Non sai mai cosa può succedere, in ognuno dei capitoli, e questo crea una tensione alle stelle. Come in un film di Hitchcock, senza mai ricorrere ad effetti speciali, solo documentando con maestria gli atti del vivere quotidiano, con il marito, poliziotto di quartiere, sempre più incapace di rapportarsi alla moglie e lei che raccoglie tutta la sua vitalità per non turbare la bambina. Una suspence che scaturisce da immagini di apparente normalità. Christine vive la sottile ansia e l' indeterminazione di non sapere cosa cova dietro la faccia inespressiva del suo biondino Uwe, al ritorno dal lavoro. Grϋning ce lo filma mentre la butta violentemente a terra a pugni e schiaffi, o la trascina per i capelli, o le sputa in faccia, e poi, come se nulla fosse, gioca con lei a bolle di sapone, o canta con lei e la bambina davanti all'obiettivo per costruire un CD. Poi lo vediamo piangere e infuriarsi se lei, che sta dormendo, lo respinge quando torna di notte dal lavoro.

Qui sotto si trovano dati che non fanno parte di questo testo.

//! Error types for quadratic program solves.

use thiserror::Error;

/// Errors that can occur while solving a quadratic program.
#[derive(Debug, Clone, PartialEq, Error)]
pub enum QpError {
    /// Input shapes are inconsistent with each other.
    #[error("dimension mismatch for {what}: expected {expected}, found {found}")]
    DimensionMismatch {
        /// Which input was malformed.
        what: &'static str,
        /// The size implied by the other inputs.
        expected: usize,
        /// The size actually supplied.
        found: usize,
    },

    /// The quadratic term is not symmetric.
    #[error("quadratic term is not symmetric at ({row}, {col})")]
    NotSymmetric {
        /// Row of the offending entry.
        row: usize,
        /// Column of the offending entry.
        col: usize,
    },

    /// The quadratic term is not positive definite.
    #[error("quadratic term is not positive definite (pivot {pivot})")]
    NotPositiveDefinite {
        /// Index of the first non-positive pivot.
        pivot: usize,
    },

    /// No point satisfies all constraints.
    #[error("constraints are infeasible (failed to enforce constraint {constraint})")]
    Infeasible {
        /// The constraint that could not be brought into the active set.
        constraint: usize,
    },

    /// The configured iteration cap was reached.
    #[error("did not converge within {iterations} iterations")]
    DidNotConverge {
        /// Number of iterations performed.
        iterations: usize,
    },
}

/// Result type for solver operations.
pub type Result<T> = std::result::Result<T, QpError>;
//! Rendering of sweep results: a side-by-side comparison sheet and a plot of
//! mean latency against the swept parameter, both written as PNG files.

use std::{
    fs,
    path::{Path, PathBuf},
};

use image::{imageops, GrayImage, Luma};

use crate::{error::Error, raster::Image, sweep::SweepEntry, transform::TransformKind};

const GUTTER_WIDTH: u32 = 8;
const PLOT_WIDTH: u32 = 640;
const PLOT_HEIGHT: u32 = 400;
const PLOT_MARGIN: u32 = 40;
const GRID_LINES: u32 = 4;
const MARKER_RADIUS: i64 = 3;

const WHITE: Luma<u8> = Luma([255]);
const BLACK: Luma<u8> = Luma([0]);
const GRID: Luma<u8> = Luma([220]);
const CURVE: Luma<u8> = Luma([64]);

pub struct ReportPaths {
    pub comparison_image: PathBuf,
    pub performance_plot: PathBuf,
}

impl ReportPaths {
    pub fn new(results_directory: &Path, input_file: &Path, kind: TransformKind) -> Self {
        let stem = output_stem(input_file);
        Self {
            comparison_image: results_directory
                .join(format!("{}_{}.png", stem, kind.comparison_suffix())),
            performance_plot: results_directory.join(format!("{}_performance_plot.png", stem)),
        }
    }
}

/// File name of `input_file` up to its first dot, so `lena.tif.png` yields
/// `lena`.
pub fn output_stem(input_file: &Path) -> String {
    let file_name = input_file
        .file_name()
        .map(|name| name.to_string_lossy().into_owned())
        .unwrap_or_default();
    match file_name.split_once('.') {
        Some((stem, _)) => stem.to_owned(),
        None => file_name,
    }
}

pub fn ensure_results_directory(path: &Path) -> crate::Result<()> {
    fs::create_dir_all(path)
        .map_err(|e| Error::UnableToCreateResultsDirectory(path.display().to_string(), e))
}

pub fn write_report(
    paths: &ReportPaths,
    original: &Image,
    entries: &[SweepEntry],
) -> crate::Result<()> {
    save(&render_comparison_sheet(original, entries), &paths.comparison_image)?;
    save(&render_performance_plot(entries), &paths.performance_plot)
}

fn save(canvas: &GrayImage, path: &Path) -> crate::Result<()> {
    canvas
        .save(path)
        .map_err(|e| Error::UnableToWriteOutputImage(path.display().to_string(), e))?;
    log::info!("Wrote {}", path.display());
    Ok(())
}

/// Original followed by every sweep output. Outputs are scaled back to the
/// original size with nearest-neighbor sampling so reduced blocks stay
/// visible.
pub fn render_comparison_sheet(original: &Image, entries: &[SweepEntry]) -> GrayImage {
    let tile_width = original.width();
    let tile_height = original.height();
    let number_of_tiles = entries.len() as u32 + 1;
    let sheet_width = number_of_tiles * tile_width + (number_of_tiles - 1) * GUTTER_WIDTH;
    let mut sheet = GrayImage::from_pixel(sheet_width, tile_height, WHITE);
    imageops::replace(&mut sheet, &original.to_gray_image(), 0, 0);
    for (index, entry) in entries.iter().enumerate() {
        let tile = imageops::resize(
            &entry.output.to_gray_image(),
            tile_width,
            tile_height,
            imageops::FilterType::Nearest,
        );
        let offset = (index as u32 + 1) * (tile_width + GUTTER_WIDTH);
        imageops::replace(&mut sheet, &tile, offset as i64, 0);
    }
    sheet
}

/// Line plot of mean latency (y) over the parameter (x), with a light grid.
/// The y axis starts at zero; the x axis spans the parameter range.
pub fn render_performance_plot(entries: &[SweepEntry]) -> GrayImage {
    let mut canvas = GrayImage::from_pixel(PLOT_WIDTH, PLOT_HEIGHT, WHITE);
    let left = PLOT_MARGIN as i64;
    let right = (PLOT_WIDTH - PLOT_MARGIN) as i64;
    let top = PLOT_MARGIN as i64;
    let bottom = (PLOT_HEIGHT - PLOT_MARGIN) as i64;

    for line in 1..=GRID_LINES as i64 {
        let y = bottom - (bottom - top) * line / GRID_LINES as i64;
        draw_line(&mut canvas, (left, y), (right, y), GRID);
    }
    draw_line(&mut canvas, (left, bottom), (right, bottom), BLACK);
    draw_line(&mut canvas, (left, top), (left, bottom), BLACK);

    let points = plot_points(entries, (left, right), (top, bottom));
    for pair in points.windows(2) {
        draw_line(&mut canvas, pair[0], pair[1], CURVE);
    }
    for (x, y) in points.iter().copied() {
        draw_line(&mut canvas, (x, bottom), (x, bottom + MARKER_RADIUS * 2), BLACK);
        draw_marker(&mut canvas, (x, y), BLACK);
    }
    canvas
}

fn plot_points(
    entries: &[SweepEntry],
    (left, right): (i64, i64),
    (top, bottom): (i64, i64),
) -> Vec<(i64, i64)> {
    let parameters = entries.iter().map(|entry| entry.timing.parameter);
    let (Some(min_parameter), Some(max_parameter)) = (parameters.clone().min(), parameters.max())
    else {
        return Vec::new();
    };
    let max_seconds = entries
        .iter()
        .map(|entry| entry.timing.seconds())
        .fold(0.0_f64, f64::max);
    entries
        .iter()
        .map(|entry| {
            let x = if max_parameter == min_parameter {
                (left + right) / 2
            } else {
                left + (right - left) * (entry.timing.parameter - min_parameter)
                    / (max_parameter - min_parameter)
            };
            let y = if max_seconds > 0.0 {
                bottom - ((bottom - top) as f64 * entry.timing.seconds() / max_seconds).round() as i64
            } else {
                bottom
            };
            (x, y)
        })
        .collect()
}

fn put_pixel_clipped(canvas: &mut GrayImage, (x, y): (i64, i64), color: Luma<u8>) {
    if x >= 0 && y >= 0 && x < canvas.width() as i64 && y < canvas.height() as i64 {
        canvas.put_pixel(x as u32, y as u32, color);
    }
}

fn draw_line(canvas: &mut GrayImage, from: (i64, i64), to: (i64, i64), color: Luma<u8>) {
    let steps = (to.0 - from.0).abs().max((to.1 - from.1).abs());
    if steps == 0 {
        put_pixel_clipped(canvas, from, color);
        return;
    }
    for step in 0..=steps {
        let x = from.0 + (to.0 - from.0) * step / steps;
        let y = from.1 + (to.1 - from.1) * step / steps;
        put_pixel_clipped(canvas, (x, y), color);
    }
}

fn draw_marker(canvas: &mut GrayImage, (x, y): (i64, i64), color: Luma<u8>) {
    for dy in -MARKER_RADIUS..=MARKER_RADIUS {
        for dx in -MARKER_RADIUS..=MARKER_RADIUS {
            put_pixel_clipped(canvas, (x + dx, y + dy), color);
        }
    }
}

#[cfg(test)]
mod tests {
    use std::path::Path;
    use std::time::Duration;

    use super::{
        output_stem, render_comparison_sheet, render_performance_plot, ReportPaths, GUTTER_WIDTH,
        PLOT_HEIGHT, PLOT_MARGIN, PLOT_WIDTH,
    };
    use crate::raster::Image;
    use crate::sweep::SweepEntry;
    use crate::timing::TimingResult;
    use crate::transform::TransformKind;

    fn create_entry(parameter: i64, micros: u64, output: Image) -> SweepEntry {
        SweepEntry {
            timing: TimingResult {
                parameter,
                mean_latency: Duration::from_micros(micros),
            },
            output,
        }
    }

    #[test]
    fn stem_stops_at_first_dot() {
        assert_eq!(output_stem(Path::new("images/Lena-Image.png")), "Lena-Image");
        assert_eq!(output_stem(Path::new("caman.tif.bak")), "caman");
        assert_eq!(output_stem(Path::new("barbara")), "barbara");
    }

    #[test]
    fn report_paths_per_kind() {
        let paths = ReportPaths::new(
            Path::new("results_spatial"),
            Path::new("/data/barbara.bmp"),
            TransformKind::SpatialReduction,
        );
        assert_eq!(
            paths.comparison_image,
            Path::new("results_spatial/barbara_spatial_results.png")
        );
        assert_eq!(
            paths.performance_plot,
            Path::new("results_spatial/barbara_performance_plot.png")
        );
    }

    #[test]
    fn comparison_sheet_places_scaled_tiles_side_by_side() {
        let original = Image::new(4, 2, vec![10; 8]).unwrap();
        let reduced = Image::new(2, 1, vec![90, 200]).unwrap();
        let sheet = render_comparison_sheet(&original, &[create_entry(2, 5, reduced)]);
        assert_eq!(sheet.dimensions(), (8 + GUTTER_WIDTH, 2));
        assert_eq!(sheet.get_pixel(3, 1).0, [10]);
        assert_eq!(sheet.get_pixel(4, 0).0, [255]);
        let tile_start = 4 + GUTTER_WIDTH;
        assert_eq!(sheet.get_pixel(tile_start, 0).0, [90]);
        assert_eq!(sheet.get_pixel(tile_start + 3, 1).0, [200]);
    }

    #[test]
    fn performance_plot_marks_each_measurement() {
        let output = Image::new(1, 1, vec![0]).unwrap();
        let entries = [
            create_entry(1, 100, output.clone()),
            create_entry(6, 200, output),
        ];
        let plot = render_performance_plot(&entries);
        assert_eq!(plot.dimensions(), (PLOT_WIDTH, PLOT_HEIGHT));
        // slowest point sits on the top grid line, the other halfway down
        assert_eq!(plot.get_pixel(PLOT_WIDTH - PLOT_MARGIN, PLOT_MARGIN).0, [0]);
        assert_eq!(plot.get_pixel(PLOT_MARGIN, PLOT_HEIGHT / 2).0, [0]);
    }

    #[test]
    fn performance_plot_without_entries_only_has_axes() {
        let plot = render_performance_plot(&[]);
        assert_eq!(plot.get_pixel(PLOT_MARGIN, PLOT_HEIGHT - PLOT_MARGIN).0, [0]);
        assert_eq!(plot.get_pixel(PLOT_WIDTH / 2, PLOT_HEIGHT / 2 + 1).0, [255]);
    }
}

Tante, troppe piccole e grandi violenze, che raggiungono un culmine quando Uwe, con lucida follia, giustifica alla bimba con una malattia i lividi sul corpo della mamma che la piccola vede con sgomento, un giorno, tutti insieme.

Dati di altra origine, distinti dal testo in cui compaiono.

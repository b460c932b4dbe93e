use std::time::{Duration, Instant};

use grayscale_reduction::quantizer::{quantize, BitDepth};
use grayscale_reduction::raster::Image;
use grayscale_reduction::spatial::{reduce_resolution, ReductionFactor};
use grayscale_reduction::timing::TimingStatistics;
use grayscale_reduction::Result;

const IMAGE_WIDTH: u32 = 3840;
const IMAGE_HEIGHT: u32 = 2160;
const NUMBER_OF_ROUNDS: u32 = 10;
const BIT_DEPTH: i64 = 4;
const REDUCTION_FACTOR: i64 = 4;

fn create_test_image() -> Result<Image> {
    Image::from_fn(IMAGE_WIDTH, IMAGE_HEIGHT, |x, y| ((x + y * 8) % 256) as u8)
}

fn time_rounds<F>(name: &str, mut transform: F) -> Result<Vec<Duration>>
where
    F: FnMut() -> Result<Image>,
{
    println!("Starting {}", name);
    let mut durations: Vec<Duration> = Vec::new();
    for round in 1..=NUMBER_OF_ROUNDS {
        let start = Instant::now();
        let output = transform()?;
        let duration = start.elapsed();
        println!(
            "Finished round {} after {} microseconds ({}x{})",
            round,
            duration.as_micros(),
            output.width(),
            output.height(),
        );
        durations.push(duration);
    }
    Ok(durations)
}

fn print_statistics(name: &str, durations: &[Duration]) {
    if let Some(statistics) = TimingStatistics::from_rounds(durations) {
        println!(
            "{} - Min: {}, Max: {}, Average: {}, Std Deviation: {}",
            name,
            statistics.min.as_micros(),
            statistics.max.as_micros(),
            statistics.mean.as_micros(),
            statistics.std_deviation_micros,
        );
    }
}

fn run() -> Result<()> {
    println!("Creating {}x{} test image", IMAGE_WIDTH, IMAGE_HEIGHT);
    let test_image = create_test_image()?;
    let bit_depth = BitDepth::new(BIT_DEPTH)?;
    let reduction_factor = ReductionFactor::new(REDUCTION_FACTOR)?;

    let quantization = time_rounds("quantization", || Ok(quantize(&test_image, bit_depth)))?;
    let spatial_reduction = time_rounds("spatial reduction", || {
        reduce_resolution(&test_image, reduction_factor)
    })?;

    print_statistics("Quantization", &quantization);
    print_statistics("Spatial reduction", &spatial_reduction);
    Ok(())
}

fn main() {
    if let Err(e) = run() {
        eprintln!("Timing failed because of: {}", e);
    }
}
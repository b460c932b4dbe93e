use crate::error::Error;
use crate::transform::TransformKind;
use crate::Arguments;
use clap::{
    arg, crate_authors, crate_description, crate_name, crate_version, value_parser, Arg,
    ArgMatches, Command,
};
use std::ffi::OsString;
use std::io::{BufRead, Write};
use std::path::PathBuf;

const INPUT_FILE_PROMPT: &str =
    "Enter the image filename (e.g., barbara.bmp, caman.tif, Lena-Image.png): ";

pub struct CLIParser {
    command: Command,
}

impl CLIParser {
    pub fn new() -> Self {
        let command = Self::create_base_command();
        let command = Self::register_arguments(command);
        CLIParser { command }
    }

    pub fn parse<I, T>(&mut self, itr: I) -> Arguments
    where
        I: IntoIterator<Item = T>,
        T: Into<OsString> + Clone,
    {
        let matches = self
            .command
            .try_get_matches_from_mut(itr)
            .unwrap_or_else(|e| e.exit());
        Self::extract_arguments(&matches)
    }

    fn register_arguments(command: Command) -> Command {
        let command = Self::register_input_file_argument(command);
        let command = Self::register_mode_argument(command);
        let command = Self::register_parameters_argument(command);
        let command = Self::register_repetitions_argument(command);
        Self::register_results_directory_argument(command)
    }

    fn register_input_file_argument(command: Command) -> Command {
        command.arg(Self::create_input_file_argument())
    }

    fn register_mode_argument(command: Command) -> Command {
        command.arg(Self::create_mode_argument())
    }

    fn register_parameters_argument(command: Command) -> Command {
        command.arg(Self::create_parameters_argument())
    }

    fn register_repetitions_argument(command: Command) -> Command {
        command.arg(Self::create_repetitions_argument())
    }

    fn register_results_directory_argument(command: Command) -> Command {
        command.arg(Self::create_results_directory_argument())
    }

    fn create_base_command() -> Command {
        Command::new(crate_name!())
            .version(crate_version!())
            .author(crate_authors!())
            .about(crate_description!())
    }

    fn create_input_file_argument() -> Arg {
        Arg::new("input_file")
            .help("Path to the grayscale input image, asked for interactively when omitted")
            .value_parser(value_parser!(PathBuf))
            .required(false)
    }

    fn create_mode_argument() -> Arg {
        arg!(mode: -m --mode <MODE> "Transformation to sweep")
            .default_value("quantization")
            .value_parser(value_parser!(TransformKind))
    }

    fn create_parameters_argument() -> Arg {
        arg!(parameters: -p --parameters <VALUES> "Comma separated bit depths or reduction factors")
            .required(false)
            .value_delimiter(',')
            .allow_negative_numbers(true)
            .value_parser(value_parser!(i64))
    }

    fn create_repetitions_argument() -> Arg {
        arg!(repetitions: -r --repetitions <COUNT> "Number of timed runs per parameter")
            .required(false)
            .value_parser(value_parser!(u32))
    }

    fn create_results_directory_argument() -> Arg {
        arg!(results_directory: -o --results_directory <DIRECTORY> "Directory receiving the report images")
            .required(false)
            .value_parser(value_parser!(PathBuf))
    }

    fn extract_arguments(matches: &ArgMatches) -> Arguments {
        let mode = Self::extract_mode_argument(matches);
        Arguments {
            input_file: Self::extract_input_file_argument(matches),
            mode,
            parameters: Self::extract_parameters_argument(matches)
                .unwrap_or_else(|| mode.default_parameters().to_vec()),
            repetitions: Self::extract_repetitions_argument(matches)
                .unwrap_or_else(|| mode.default_repetitions()),
            results_directory: Self::extract_results_directory_argument(matches)
                .unwrap_or_else(|| PathBuf::from(mode.results_directory())),
        }
    }

    fn extract_input_file_argument(matches: &ArgMatches) -> Option<PathBuf> {
        matches.get_one::<PathBuf>("input_file").cloned()
    }

    fn extract_mode_argument(matches: &ArgMatches) -> TransformKind {
        matches
            .get_one::<TransformKind>("mode")
            .expect("Mode must be provided, but was unset.")
            .to_owned()
    }

    fn extract_parameters_argument(matches: &ArgMatches) -> Option<Vec<i64>> {
        matches
            .get_many::<i64>("parameters")
            .map(|values| values.copied().collect())
    }

    fn extract_repetitions_argument(matches: &ArgMatches) -> Option<u32> {
        matches.get_one::<u32>("repetitions").copied()
    }

    fn extract_results_directory_argument(matches: &ArgMatches) -> Option<PathBuf> {
        matches.get_one::<PathBuf>("results_directory").cloned()
    }
}

impl Default for CLIParser {
    fn default() -> Self {
        Self::new()
    }
}

/// Asks for the image filename on `writer` and reads one line from `reader`.
pub fn prompt_for_input_file<R, W>(reader: &mut R, writer: &mut W) -> crate::Result<PathBuf>
where
    R: BufRead,
    W: Write,
{
    write!(writer, "{}", INPUT_FILE_PROMPT).map_err(Error::UnableToReadFromStdin)?;
    writer.flush().map_err(Error::UnableToReadFromStdin)?;
    let mut line = String::new();
    reader
        .read_line(&mut line)
        .map_err(Error::UnableToReadFromStdin)?;
    Ok(PathBuf::from(line.trim()))
}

Christine perde gradualmente il rapporto con Uwe, ma non con la bambina, per cui mantiene fantasia e tenerezza. La vediamo cedere, ma per poco, quando la bimba, candidamente, le dice che puzza. E in quel momento il padre non perde tempo a farsela alleata contro sua madre. Christine non è animata da una doveristica responsabilità , ma da un moto d'animo affettivo verso un oggetto d'amore. Resetta tutto il male che subisce appena è con lei, separando nettamente i rapporti. Un immane lavoro che consuma giorno dopo giorno la sua vitalità. Un dare senza ricevere, perché da brava madre non richiede consolazioni alla figlia, e non ha nessun rapporto extrafamiliare che la rinfranchi. Un inquietante vecchio, che potrebbe essere il nonno, si prepara da mangiare coscienziosamente, ma non tenta di evadere dalla sua solitudine o di dare amore alla nipote.

E' l’altalenante ambiguità del quotidiano, i piccoli atti che possono acquistare valenze distruttive, ma con modalità che crescono di intensità molto lentamente che non le fanno troncare un rapporto distruttivo, che lei non vede scivolare su di una china sempre più inarrestabile. Più che le botte pesano le continue lesioni all'immagine, che la spingono a sottomettersi per prevenire, senza riuscirvi, gli scoppi di aggressività per un nonnulla. Sopravvalutando la sua capacità di resistenza a un uomo fragile la cui sola forza è rimasta la violenza.

Groning dice che ha creato questo film senza un copione, solo con gli attori e la bambina (in realtà sono due gemelle che si avvicendano in queste scene, troppo impegnative per una sola protagonista). Non vuole, dice che non sa, dare una risposta, ma una descrizione così precisa è una creazione che lascia stupefatti e ammirati.